自分も高校時代はすごく好きなのになんでうまくいかないのかと思っていた。
でもうまくなってくるとすごく楽しい。
うまくいかないけれどそれにどう向き合うか。人生といっしょ。
「野球を一生懸命やっていれば社会で役立つ」っていう人がいて、まちがって
ないと思うけれど言われた方はわからない。でもその通り。
野球とどうつき合うかが自分の生き様になるし、人生につながる。
投げ出すのか食らいつくのか他の道なのか。人生もいっしょ。
山口 最後に目標などをお聞かせいただければ。
大川 常に成長し続ける自分でありたい。都市対抗優勝は目標だけどそれで終わり
じゃない。エンドレスだよね。「常に今が楽しい」と思ってやってきたつもり。
「○年前のあのときが1番楽しかったよね」だとそこで成長が止まっている
証拠だと思う。
山口 お忙しい中、ありがとうございました。本選でもがんばってください。
大川 おお、遠いところわざわざありがとう。


グラウンド風景
(日本一の横断幕も)


試合前にグラウンドを見つめる


スタンド
(ファンや社員も)


試合風景


サイン


選手に指示


円陣で指示を出す(右端)


マウンドで檄を飛ばす


投球練習を見つめる



スケジュール
(星野JAPANとの試合や
本社激励会も)


取材風景


取材を終えて山口と


<編集後記>
大変有意義なお話をさせていただきました。大川さんとは3学年離れているので高校で いっしょにはやっておらず、これだけ長く深くお話を聞く機会はなかったのですが、 聞くことができてよかったです。純粋に、真剣に、まっすぐに、野球に取り組んでいる ということが強く感じられ、また明確なビジョンのもと、強いチームを作るという成果も出始めていて、 大川さん自身も充実した日々を過ごしておられることも感じました。 すばらしい先輩がいることを誇りに思います。
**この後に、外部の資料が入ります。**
//! 模块 ID 与激活实例 ID
//!
//! 模块 ID 由模块作者指定，是不透明字符串，要求稳定且全局唯一；
//! 内核只约束长度和可打印性，不强制具体命名风格（短横线风格和
//! 大括号 GUID 均可）。激活实例 ID 在每次激活时生成，用于在日志中
//! 区分同一模块的多次激活。

use rand::Rng;
use std::time::{SystemTime, UNIX_EPOCH};

/// 62 进制字符集
const BASE62_CHARS: &[u8] = b"0123456789abcdefghijklmnopqrstuvwxyzABCDEFGHIJKLMNOPQRSTUVWXYZ";

/// 激活实例 ID 长度
const ACTIVATION_ID_LENGTH: usize = 10;

/// 模块 ID 最大长度
const MODULE_ID_MAX_LENGTH: usize = 64;

/// 生成 10 位 62 进制激活实例 ID
///
/// 使用时间戳 + 随机数组合，确保唯一性
///
/// # Example
///
/// ```
/// use veneer_core::utils::id::generate_activation_id;
///
/// let id = generate_activation_id();
/// assert_eq!(id.len(), 10);
/// ```
pub fn generate_activation_id() -> String {
    let mut rng = rand::thread_rng();

    // 获取当前时间戳（毫秒）
    let timestamp = SystemTime::now()
        .duration_since(UNIX_EPOCH)
        .unwrap_or_default()
        .as_millis() as u64;

    // 生成随机数
    let random: u64 = rng.gen();

    // 组合时间戳和随机数
    let mut value = timestamp ^ random;

    // 转换为 62 进制
    let mut result = Vec::with_capacity(ACTIVATION_ID_LENGTH);
    for _ in 0..ACTIVATION_ID_LENGTH {
        let index = (value % 62) as usize;
        result.push(BASE62_CHARS[index]);
        value /= 62;
    }

    // 反转得到最终 ID
    result.reverse();
    String::from_utf8(result).unwrap_or_default()
}

/// 验证模块 ID 格式是否有效
///
/// 模块 ID 是不透明字符串：非空、不超过 64 字符、不含空白和控制
/// 字符。短横线风格（`schedule-date-picker`）和大括号 GUID
/// （`{2e5e7964-ff75-4bd9-925a-fd7e9b024c69}`）都是合法 ID。
///
/// # Example
///
/// ```
/// use veneer_core::utils::id::is_valid_module_id;
///
/// assert!(is_valid_module_id("schedule-date-picker"));
/// assert!(is_valid_module_id("{2e5e7964-ff75-4bd9-925a-fd7e9b024c69}"));
/// assert!(!is_valid_module_id("schedule date picker"));
/// ```
pub fn is_valid_module_id(id: &str) -> bool {
    if id.is_empty() || id.len() > MODULE_ID_MAX_LENGTH {
        return false;
    }

    id.chars().all(|c| !c.is_whitespace() && !c.is_control())
}
//! 基本使用示例
//!
//! 本示例展示了 Veneer 页面增强内核的基本使用方法，包括：
//!
//! - 注册模块描述符
//! - 启动内核并等待模块落定
//! - 读写子选项
//! - 停用模块并执行清理
//!
//! # 运行示例
//!
//! ```bash
//! cargo run --example basic_usage
//! ```

use serde_json::json;
use veneer_core::{CoreConfig, ModuleDescriptor, Suboption, VeneerCore};

/// 主函数
///
/// 演示 Veneer 内核的基本用法。
#[tokio::main]
async fn main() -> Result<(), Box<dyn std::error::Error>> {
    println!("=== Veneer 页面增强内核基本使用示例 ===\n");

    // -------------------------------------------------------------------------
    // 1. 创建内核
    // -------------------------------------------------------------------------
    println!("1. 使用默认配置创建内核...");

    let config = CoreConfig::default();
    println!("   配置信息:");
    println!("   - 启动时启用全部模块: {}", config.modules.enable_all);
    println!("   - 落定超时: {} 毫秒", config.modules.settle_timeout_ms);

    let core = VeneerCore::new(config);
    println!("   内核已创建，状态: {}\n", core.state().await);

    // -------------------------------------------------------------------------
    // 2. 注册模块
    // -------------------------------------------------------------------------
    println!("2. 注册模块...");

    let theme = ModuleDescriptor::builder("theme", "页面主题")
        .description("定制页面配色和暗色模式")
        .suboption(Suboption::color("accent-color", "主题色", "#1a73e8"))
        .suboption(Suboption::boolean("dark", "暗色模式", false))
        .main(|options, ctx| async move {
            println!("   [theme] 激活，主题色 = {}", options["accent-color"]);
            ctx.add_function(|| println!("   [theme] 清理：还原页面样式"))
                .await;
            Ok(())
        })
        .build()?;

    let quick_links = ModuleDescriptor::builder("quick-links", "快捷链接")
        .init(|_options, _ctx| async {
            println!("   [quick-links] 一次性初始化");
            Ok(())
        })
        .main(|_options, ctx| async move {
            println!("   [quick-links] 激活");
            ctx.add_function(|| println!("   [quick-links] 清理：移除链接栏"))
                .await;
            Ok(())
        })
        .build()?;

    core.register_module(theme).await?;
    core.register_module(quick_links).await?;
    println!("   已注册 {} 个模块\n", core.list_modules().await.len());

    // -------------------------------------------------------------------------
    // 3. 写入子选项并启动
    // -------------------------------------------------------------------------
    println!("3. 写入子选项并启动内核...");

    core.set_option_value("theme", "accent-color", json!("#ff6d00"))
        .await?;

    let activated = core.start().await?;
    println!("   已派发 {} 个模块的激活任务", activated);

    let infos = core.settle().await?;
    for info in &infos {
        println!("   - {} => {}", info.module_id, info.state);
    }
    println!();

    // -------------------------------------------------------------------------
    // 4. 运行中启停单个模块
    // -------------------------------------------------------------------------
    println!("4. 运行中停用再启用模块...");

    core.disable_module("theme").await?;
    core.enable_module("theme").await?;
    core.settle().await?;
    println!();

    // -------------------------------------------------------------------------
    // 5. 关闭内核
    // -------------------------------------------------------------------------
    println!("5. 关闭内核...");

    let deactivated = core.shutdown().await?;
    println!("   已停用 {} 个模块，状态: {}", deactivated, core.state().await);

    println!("\n=== 示例结束 ===");
    Ok(())
}
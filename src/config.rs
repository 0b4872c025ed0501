use serde::{Deserialize, Serialize};
use std::{fs::read_to_string, path::Path};

use crate::{
    error::{KnowledgeMapError, Result},
    geometry::Transition,
    layout::LayoutConfig,
    plugin::PluginSpec,
    properties::{Concept, Resource},
};

/// The JSON graph format: `{"concepts": [...]}`, optionally followed by resources.
#[derive(Debug, Clone, Default, PartialEq, Eq, Serialize, Deserialize)]
pub struct MapDocument {
    #[serde(default)]
    pub concepts: Vec<Concept>,
    #[serde(default, skip_serializing_if = "Vec::is_empty")]
    pub resources: Vec<Resource>,
}

impl MapDocument {
    pub fn from_json_str(json: &str) -> Result<Self> {
        Ok(serde_json::from_str(json)?)
    }

    pub fn from_path<P: AsRef<Path>>(path: P) -> Result<Self> {
        tracing::debug!("[MapDocument::from_path] Reading {:?}", path.as_ref());
        Self::from_json_str(&read_to_string(path)?)
    }
}

/// Construction options for [`crate::map::KnowledgeMap`].
///
/// Files (TOML or JSON) can only name plugins; plugin instances and inline functions are pushed
/// onto `plugins` in code.
#[derive(Debug, Clone, Deserialize)]
#[serde(rename_all = "camelCase", default)]
pub struct MapConfig {
    pub graph: Option<MapDocument>,
    pub resources: Option<Vec<Resource>>,
    pub plugins: Vec<PluginSpec>,
    pub held: bool,
    /// Mount point handed to [`crate::scene::Scene::attach`].
    pub inside: String,
    pub layout: LayoutConfig,
    /// Milliseconds. `0` or an explicit absence disables animation.
    pub transition_duration: Option<u64>,
}

impl Default for MapConfig {
    fn default() -> Self {
        MapConfig {
            graph: None,
            resources: None,
            plugins: Vec::new(),
            held: false,
            inside: "body".to_string(),
            layout: LayoutConfig::default(),
            transition_duration: Some(Transition::DEFAULT_MILLIS),
        }
    }
}

impl MapConfig {
    pub fn from_toml_str(toml_str: &str) -> Result<Self> {
        let config: MapConfig = toml::from_str(toml_str)?;
        config.validate()?;
        Ok(config)
    }

    pub fn from_json_str(json: &str) -> Result<Self> {
        let config: MapConfig = serde_json::from_str(json)?;
        config.validate()?;
        Ok(config)
    }

    /// Load a config file, choosing the format by extension (`.json`, anything else is TOML).
    pub fn from_path<P: AsRef<Path>>(path: P) -> Result<Self> {
        let path = path.as_ref();
        tracing::debug!("[MapConfig::from_path] Reading {:?}", path);
        let content = read_to_string(path)?;
        match path.extension().and_then(|ext| ext.to_str()) {
            Some("json") => Self::from_json_str(&content),
            _ => Self::from_toml_str(&content),
        }
    }

    pub fn validate(&self) -> Result<()> {
        if self.graph.is_some() && self.resources.is_some() {
            return Err(KnowledgeMapError::Config(
                "'graph' and 'resources' are mutually exclusive initial loads".to_string(),
            ));
        }
        Ok(())
    }

    pub fn transition(&self) -> Transition {
        Transition::from_millis(self.transition_duration)
    }

    pub fn with_graph(mut self, graph: MapDocument) -> Self {
        self.graph = Some(graph);
        self
    }

    pub fn with_resources(mut self, resources: Vec<Resource>) -> Self {
        self.resources = Some(resources);
        self
    }

    pub fn with_plugin<P: Into<PluginSpec>>(mut self, plugin: P) -> Self {
        self.plugins.push(plugin.into());
        self
    }

    pub fn held(mut self, held: bool) -> Self {
        self.held = held;
        self
    }
}
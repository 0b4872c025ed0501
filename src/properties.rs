//! [crate::properties] contains the records that make up a knowledge map: concepts, resources,
//! their content items, and the relation kinds stored on graph edges.
use once_cell::sync::Lazy;
use regex::Regex;
use serde::{Deserialize, Serialize};
use std::fmt::{Display, Formatter};
use uuid::Uuid;

static NON_SLUG_CHARS: Lazy<Regex> =
    Lazy::new(|| Regex::new(r"[^a-z0-9]+").expect("static slug pattern is valid"));

/// Derive a node id from a display label: lowercase, every run of non-alphanumeric characters
/// collapsed into a single `-`, with no leading or trailing `-`.
///
/// ```rust
/// assert_eq!(knowledge_map::properties::slugify("Hello you"), "hello-you");
/// ```
pub fn slugify(label: &str) -> String {
    let lowered = label.to_lowercase();
    NON_SLUG_CHARS
        .replace_all(&lowered, "-")
        .trim_matches('-')
        .to_string()
}

/// Stable identity of a content entry. Assigned once at creation and never reused, so edits
/// addressed by id survive removals that shift positional indices.
#[derive(Clone, Copy, Debug, Serialize, Deserialize, Hash, PartialEq, Eq, PartialOrd, Ord)]
#[serde(transparent)]
pub struct ContentId(Uuid);

impl ContentId {
    pub fn generate() -> Self {
        ContentId(Uuid::new_v4())
    }
}

impl Display for ContentId {
    fn fmt(&self, f: &mut Formatter<'_>) -> std::fmt::Result {
        write!(f, "{}", self.0)
    }
}

impl TryFrom<&str> for ContentId {
    type Error = uuid::Error;

    fn try_from(value: &str) -> Result<Self, Self::Error> {
        Ok(ContentId(Uuid::parse_str(value)?))
    }
}

/// A piece of learning content attached to a concept or resource.
#[derive(Debug, Clone, PartialEq, Eq, Serialize, Deserialize)]
#[serde(untagged)]
pub enum ContentItem {
    Link {
        title: String,
        link: String,
        #[serde(default)]
        description: String,
    },
    Text {
        #[serde(default, skip_serializing_if = "Option::is_none")]
        title: Option<String>,
        text: String,
    },
}

impl ContentItem {
    pub fn text<S: Into<String>>(text: S) -> Self {
        ContentItem::Text {
            title: None,
            text: text.into(),
        }
    }

    pub fn titled_text<T: Into<String>, S: Into<String>>(title: T, text: S) -> Self {
        ContentItem::Text {
            title: Some(title.into()),
            text: text.into(),
        }
    }

    pub fn link<T, L, D>(title: T, link: L, description: D) -> Self
    where
        T: Into<String>,
        L: Into<String>,
        D: Into<String>,
    {
        ContentItem::Link {
            title: title.into(),
            link: link.into(),
            description: description.into(),
        }
    }

    pub fn title(&self) -> Option<&str> {
        match self {
            ContentItem::Link { title, .. } => Some(title),
            ContentItem::Text { title, .. } => title.as_deref(),
        }
    }

    /// The target of a link item, `None` for text.
    pub fn href(&self) -> Option<&str> {
        match self {
            ContentItem::Link { link, .. } => Some(link),
            ContentItem::Text { .. } => None,
        }
    }
}

#[derive(Debug, Clone, PartialEq, Eq, Serialize, Deserialize)]
pub struct ContentEntry {
    #[serde(default = "ContentId::generate")]
    pub id: ContentId,
    #[serde(flatten)]
    pub item: ContentItem,
}

impl ContentEntry {
    pub fn new(item: ContentItem) -> Self {
        ContentEntry {
            id: ContentId::generate(),
            item,
        }
    }
}

impl From<ContentItem> for ContentEntry {
    fn from(item: ContentItem) -> Self {
        ContentEntry::new(item)
    }
}

/// The JSON form of a concept as found in `{"concepts": [...]}` documents.
///
/// An empty `id` is filled in from the slug of `name` when the concept enters a map.
#[derive(Debug, Clone, Default, PartialEq, Eq, Serialize, Deserialize)]
pub struct Concept {
    #[serde(default)]
    pub id: String,
    pub name: String,
    #[serde(default, skip_serializing_if = "Vec::is_empty")]
    pub dependencies: Vec<String>,
    #[serde(default, skip_serializing_if = "Vec::is_empty")]
    pub content: Vec<ContentEntry>,
}

impl Concept {
    pub fn new<I: Into<String>, N: Into<String>>(id: I, name: N) -> Self {
        Concept {
            id: id.into(),
            name: name.into(),
            ..Default::default()
        }
    }

    pub fn with_dependencies<I, S>(mut self, dependencies: I) -> Self
    where
        I: IntoIterator<Item = S>,
        S: Into<String>,
    {
        self.dependencies = dependencies.into_iter().map(Into::into).collect();
        self
    }

    pub fn with_content<I: IntoIterator<Item = ContentItem>>(mut self, content: I) -> Self {
        self.content = content.into_iter().map(ContentEntry::new).collect();
        self
    }

    pub(crate) fn resolved_id(&self) -> String {
        if self.id.is_empty() {
            slugify(&self.name)
        } else {
            self.id.clone()
        }
    }
}

/// Either a bare concept label or a full concept record, as accepted by
/// [`crate::map::KnowledgeMap::define_concept`] and by resource `teaches`/`requires` lists.
#[derive(Debug, Clone, PartialEq, Eq, Serialize, Deserialize)]
#[serde(untagged)]
pub enum ConceptRef {
    Id(String),
    Record(Concept),
}

impl ConceptRef {
    /// The id this reference resolves to once defined.
    pub fn id(&self) -> String {
        match self {
            ConceptRef::Id(label) => slugify(label),
            ConceptRef::Record(concept) => concept.resolved_id(),
        }
    }
}

impl From<&str> for ConceptRef {
    fn from(label: &str) -> Self {
        ConceptRef::Id(label.to_string())
    }
}

impl From<String> for ConceptRef {
    fn from(label: String) -> Self {
        ConceptRef::Id(label)
    }
}

impl From<Concept> for ConceptRef {
    fn from(concept: Concept) -> Self {
        ConceptRef::Record(concept)
    }
}

/// A node representing learning material. `teaches` and `requires` name concepts that are
/// defined on demand when the resource is added.
#[derive(Debug, Clone, Default, PartialEq, Eq, Serialize, Deserialize)]
pub struct Resource {
    #[serde(default, skip_serializing_if = "Option::is_none")]
    pub id: Option<String>,
    pub label: String,
    #[serde(default, skip_serializing_if = "Vec::is_empty")]
    pub content: Vec<ContentEntry>,
    #[serde(default, skip_serializing_if = "Vec::is_empty")]
    pub teaches: Vec<ConceptRef>,
    #[serde(default, skip_serializing_if = "Vec::is_empty")]
    pub requires: Vec<ConceptRef>,
}

impl Resource {
    pub fn new<S: Into<String>>(label: S) -> Self {
        Resource {
            label: label.into(),
            ..Default::default()
        }
    }

    pub fn teaching<I, C>(mut self, concepts: I) -> Self
    where
        I: IntoIterator<Item = C>,
        C: Into<ConceptRef>,
    {
        self.teaches = concepts.into_iter().map(Into::into).collect();
        self
    }

    pub fn requiring<I, C>(mut self, concepts: I) -> Self
    where
        I: IntoIterator<Item = C>,
        C: Into<ConceptRef>,
    {
        self.requires = concepts.into_iter().map(Into::into).collect();
        self
    }

    pub(crate) fn resolved_id(&self) -> String {
        match &self.id {
            Some(id) if !id.is_empty() => id.clone(),
            _ => slugify(&self.label),
        }
    }
}

impl From<&str> for Resource {
    fn from(label: &str) -> Self {
        Resource::new(label)
    }
}

#[derive(Debug, Clone, Copy, PartialEq, Eq, Hash, Serialize, Deserialize, Default)]
#[serde(rename_all = "lowercase")]
pub enum NodeKind {
    #[default]
    Concept,
    Resource,
}

impl NodeKind {
    pub fn as_str(&self) -> &'static str {
        match self {
            NodeKind::Concept => "concept",
            NodeKind::Resource => "resource",
        }
    }
}

impl Display for NodeKind {
    fn fmt(&self, f: &mut Formatter<'_>) -> std::fmt::Result {
        f.write_str(self.as_str())
    }
}

/// Node data held by the graph store. Relationship lists are not stored here; they are read off
/// the edge set.
#[derive(Debug, Clone, PartialEq, Eq, Serialize, Deserialize)]
pub struct MapNode {
    pub id: String,
    pub label: String,
    #[serde(rename = "type")]
    pub kind: NodeKind,
    #[serde(default)]
    pub content: Vec<ContentEntry>,
}

impl MapNode {
    pub fn concept<I: Into<String>, L: Into<String>>(id: I, label: L) -> Self {
        MapNode {
            id: id.into(),
            label: label.into(),
            kind: NodeKind::Concept,
            content: Vec::new(),
        }
    }

    pub fn resource<I: Into<String>, L: Into<String>>(id: I, label: L) -> Self {
        MapNode {
            id: id.into(),
            label: label.into(),
            kind: NodeKind::Resource,
            content: Vec::new(),
        }
    }

    pub fn is_resource(&self) -> bool {
        self.kind == NodeKind::Resource
    }

    /// The first link among this node's content items.
    pub fn first_link(&self) -> Option<&str> {
        self.content.iter().find_map(|entry| entry.item.href())
    }
}

/// What an edge means. Edges always point from the thing required toward the thing that needs
/// it, or from a resource toward the concept it teaches.
#[derive(Debug, Clone, Copy, PartialEq, Eq, Hash, Serialize, Deserialize, Default)]
pub enum RelationKind {
    #[default]
    Dependency,
    Teaches,
}

#[derive(Debug, Clone, Copy, PartialEq, Eq, Serialize, Deserialize, Default)]
pub struct Relation {
    pub kind: RelationKind,
}

impl Relation {
    pub fn dependency() -> Self {
        Relation {
            kind: RelationKind::Dependency,
        }
    }

    pub fn teaches() -> Self {
        Relation {
            kind: RelationKind::Teaches,
        }
    }
}

#[cfg(test)]
mod tests {
    use super::*;
    use test_log::test;

    #[test]
    fn slugify_collapses_and_trims() {
        assert_eq!(slugify("Hello you"), "hello-you");
        assert_eq!(slugify("  Linear   Algebra!! "), "linear-algebra");
        assert_eq!(slugify("C++ & Rust"), "c-rust");
        assert_eq!(slugify("already-slugged"), "already-slugged");
        assert_eq!(slugify("---"), "");
    }

    #[test]
    fn content_items_parse_by_shape() {
        let entries: Vec<ContentEntry> = serde_json::from_str(
            r#"[
                {"text": "plain"},
                {"title": "Intro", "text": "titled"},
                {"title": "Docs", "link": "https://example.org", "description": "ref"}
            ]"#,
        )
        .unwrap();

        assert_eq!(entries[0].item, ContentItem::text("plain"));
        assert_eq!(entries[1].item, ContentItem::titled_text("Intro", "titled"));
        assert_eq!(entries[2].item.href(), Some("https://example.org"));
        assert_ne!(entries[0].id, entries[1].id);
    }

    #[test]
    fn content_id_survives_serialization() {
        let entry = ContentEntry::new(ContentItem::text("keep me"));
        let json = serde_json::to_string(&entry).unwrap();
        let back: ContentEntry = serde_json::from_str(&json).unwrap();
        assert_eq!(back, entry);
        assert_eq!(
            ContentId::try_from(entry.id.to_string().as_str()).unwrap(),
            entry.id
        );
    }

    #[test]
    fn concept_refs_resolve_ids() {
        assert_eq!(ConceptRef::from("Set Theory").id(), "set-theory");
        let record: ConceptRef = serde_json::from_str(r#"{"name": "Group Theory"}"#).unwrap();
        assert_eq!(record.id(), "group-theory");
        let explicit: ConceptRef =
            serde_json::from_str(r#"{"id": "groups", "name": "Group Theory"}"#).unwrap();
        assert_eq!(explicit.id(), "groups");
    }

    #[test]
    fn resource_id_defaults_to_slug() {
        assert_eq!(Resource::new("Hello you").resolved_id(), "hello-you");
        let mut resource = Resource::new("Hello you");
        resource.id = Some("custom".to_string());
        assert_eq!(resource.resolved_id(), "custom");
    }
}
#[cfg(test)]
mod tests {
    use super::*;
    use crate::scene::MemoryScene;
    use std::cell::RefCell;
    use test_log::test;

    #[derive(Debug, Clone)]
    struct Row {
        id: &'static str,
        label: &'static str,
    }

    fn rows(items: &[(&'static str, &'static str)]) -> Vec<Row> {
        items
            .iter()
            .map(|(id, label)| Row { id, label })
            .collect()
    }

    fn renderer() -> Renderer<Row> {
        Renderer::new()
            .inside(Layer::Nodes)
            .use_class("node")
            .key(|r: &Row| r.id.to_string())
            .make(|scene, layer, _| Some(scene.mount(layer)))
    }

    fn keys(set: &[(String, ElementId)]) -> Vec<&str> {
        set.iter().map(|(k, _)| k.as_str()).collect()
    }

    #[test]
    fn first_run_enters_everything() {
        let mut scene = MemoryScene::new();
        let result = renderer()
            .run(&mut scene, &rows(&[("a", "A"), ("b", "B")]))
            .unwrap();
        assert_eq!(keys(&result.entered), vec!["a", "b"]);
        assert_eq!(keys(&result.bound), vec!["a", "b"]);
        assert!(result.exited.is_empty());
        assert_eq!(scene.mount_count(), 2);
        assert!(scene.find(Layer::Nodes, "a").unwrap().has_class("node"));
    }

    #[test]
    fn rerun_with_same_keys_is_idempotent() {
        let mut scene = MemoryScene::new();
        let r = renderer();
        r.run(&mut scene, &rows(&[("a", "A"), ("b", "B")])).unwrap();
        let again = r
            .run(&mut scene, &rows(&[("a", "A2"), ("b", "B2")]))
            .unwrap();
        assert!(again.entered.is_empty());
        assert!(again.exited.is_empty());
        assert_eq!(keys(&again.bound), vec!["a", "b"]);
        assert_eq!(scene.mount_count(), 2);
        assert_eq!(scene.unmount_count(), 0);
    }

    #[test]
    fn partitions_enter_update_exit() {
        let mut scene = MemoryScene::new();
        let r = renderer();
        let first = r.run(&mut scene, &rows(&[("a", "A"), ("b", "B")])).unwrap();
        let second = r.run(&mut scene, &rows(&[("b", "B"), ("c", "C")])).unwrap();

        assert_eq!(second.exited, vec!["a".to_string()]);
        assert_eq!(keys(&second.entered), vec!["c"]);
        assert_eq!(keys(&second.bound), vec!["b", "c"]);
        assert_eq!(second.bound[0].1, first.bound[1].1, "b keeps its element");
        assert!(scene.find(Layer::Nodes, "a").is_none());
    }

    #[test]
    fn empty_data_exits_everything() {
        let mut scene = MemoryScene::new();
        let r = renderer();
        r.run(&mut scene, &rows(&[("a", "A"), ("b", "B")])).unwrap();
        let result = r.run(&mut scene, &[]).unwrap();
        assert_eq!(result.exited.len(), 2);
        assert!(result.entered.is_empty() && result.bound.is_empty());
        assert_eq!(scene.len(Layer::Nodes), 0);
    }

    #[test]
    fn duplicate_keys_keep_the_last_datum() {
        let mut scene = MemoryScene::new();
        let mut r = renderer();
        let seen = Rc::new(RefCell::new(Vec::new()));
        let log = seen.clone();
        r.on_update(callback(move |_, bound: &[Bound<'_, Row>]| {
            log.borrow_mut()
                .extend(bound.iter().map(|b| b.datum.label.to_string()));
            Ok(())
        }));
        let result = r
            .run(&mut scene, &rows(&[("a", "first"), ("b", "B"), ("a", "second")]))
            .unwrap();
        assert_eq!(keys(&result.bound), vec!["b", "a"]);
        assert_eq!(*seen.borrow(), vec!["B", "second"]);
        assert_eq!(scene.len(Layer::Nodes), 2);
    }

    #[test]
    fn callbacks_run_in_registration_order() {
        let mut scene = MemoryScene::new();
        let mut r = renderer();
        let calls = Rc::new(RefCell::new(Vec::new()));
        for name in ["new-1", "new-2"] {
            let calls = calls.clone();
            r.on_new(callback(move |_, entered: &[Bound<'_, Row>]| {
                calls.borrow_mut().push(format!("{name}:{}", entered.len()));
                Ok(())
            }));
        }
        let calls_update = calls.clone();
        r.on_update(callback(move |_, bound: &[Bound<'_, Row>]| {
            calls_update
                .borrow_mut()
                .push(format!("update:{}", bound.len()));
            Ok(())
        }));

        r.run(&mut scene, &rows(&[("a", "A")])).unwrap();
        r.run(&mut scene, &rows(&[("a", "A"), ("b", "B")])).unwrap();
        assert_eq!(
            *calls.borrow(),
            vec!["new-1:1", "new-2:1", "update:1", "new-1:1", "new-2:1", "update:2"]
        );
    }

    #[test]
    fn off_removes_by_identity() {
        let mut scene = MemoryScene::new();
        let mut r = renderer();
        let count = Rc::new(RefCell::new(0));
        let counter = count.clone();
        let labeler: Callback<Row> = callback(|scene: &mut dyn Scene, bound: &[Bound<'_, Row>]| {
            for b in bound {
                scene.set_text(b.element, b.datum.label);
            }
            Ok(())
        });
        let other: Callback<Row> = callback(move |_: &mut dyn Scene, _: &[Bound<'_, Row>]| {
            *counter.borrow_mut() += 1;
            Ok(())
        });
        r.on_update(labeler.clone()).on_update(other.clone());
        r.off_update(&labeler);
        assert_eq!(r.update_callbacks(), 1);

        r.run(&mut scene, &rows(&[("a", "A")])).unwrap();
        assert_eq!(*count.borrow(), 1);
        assert_eq!(scene.find(Layer::Nodes, "a").unwrap().text, None);

        r.off_update(&labeler);
        assert_eq!(r.update_callbacks(), 1, "removing an absent callback is a no-op");
    }

    #[test]
    fn renderers_sharing_a_class_share_elements() {
        let mut scene = MemoryScene::new();
        let create = renderer();
        let mut position: Renderer<Row> = Renderer::new()
            .inside(Layer::Nodes)
            .use_class("node")
            .key(|r: &Row| r.id.to_string());
        position.on_update(callback(|scene, bound: &[Bound<'_, Row>]| {
            for b in bound {
                scene.set_text(b.element, b.datum.label);
            }
            Ok(())
        }));

        let data = rows(&[("a", "A")]);
        let created = create.run(&mut scene, &data).unwrap();
        let positioned = position.run(&mut scene, &data).unwrap();
        assert!(positioned.entered.is_empty());
        assert_eq!(positioned.bound, created.bound);
        assert_eq!(scene.find(Layer::Nodes, "a").unwrap().text.as_deref(), Some("A"));
    }

    #[test]
    fn class_only_renderer_skips_unknown_keys() {
        let mut scene = MemoryScene::new();
        let position: Renderer<Row> = Renderer::new()
            .inside(Layer::Nodes)
            .use_class("node")
            .key(|r: &Row| r.id.to_string());
        let result = position.run(&mut scene, &rows(&[("a", "A")])).unwrap();
        assert!(result.bound.is_empty());
        assert_eq!(scene.mount_count(), 0);
    }

    #[test]
    fn contract_violations_are_errors() {
        let mut scene = MemoryScene::new();
        let no_key: Renderer<Row> = Renderer::new().inside(Layer::Nodes).use_class("node");
        assert!(no_key.run(&mut scene, &[]).unwrap_err().is_contract());

        let no_layer: Renderer<Row> = Renderer::new()
            .use_class("node")
            .key(|r: &Row| r.id.to_string());
        assert!(no_layer.run(&mut scene, &[]).unwrap_err().is_contract());

        let nothing_to_make: Renderer<Row> = Renderer::new()
            .inside(Layer::Nodes)
            .key(|r: &Row| r.id.to_string());
        assert!(nothing_to_make.run(&mut scene, &[]).unwrap_err().is_contract());

        let broken_make: Renderer<Row> = Renderer::new()
            .inside(Layer::Nodes)
            .key(|r: &Row| r.id.to_string())
            .make(|_, _, _| None);
        let err = broken_make
            .run(&mut scene, &rows(&[("a", "A")]))
            .unwrap_err();
        assert!(matches!(err, KnowledgeMapError::Contract(msg) if msg.contains("'a'")));
    }

    #[test]
    fn callback_errors_propagate() {
        let mut scene = MemoryScene::new();
        let mut r = renderer();
        r.on_new(callback(|_, _: &[Bound<'_, Row>]| {
            Err(KnowledgeMapError::Handler("refused".into()))
        }));
        let err = r.run(&mut scene, &rows(&[("a", "A")])).unwrap_err();
        assert_eq!(err, KnowledgeMapError::Handler("refused".into()));
    }
}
光陵高校の卒業生として "野球進路" をこれだけしっかり歩んでこられた存在は 他になく、非常に稀有な存在であるとも思うのですが一方で、常に自分の成長を求める 光陵の卒業生らしさも感じられました。

本選での躍進、また今大会のみならず三菱重工神戸というチームの今後に 期待したいと思います。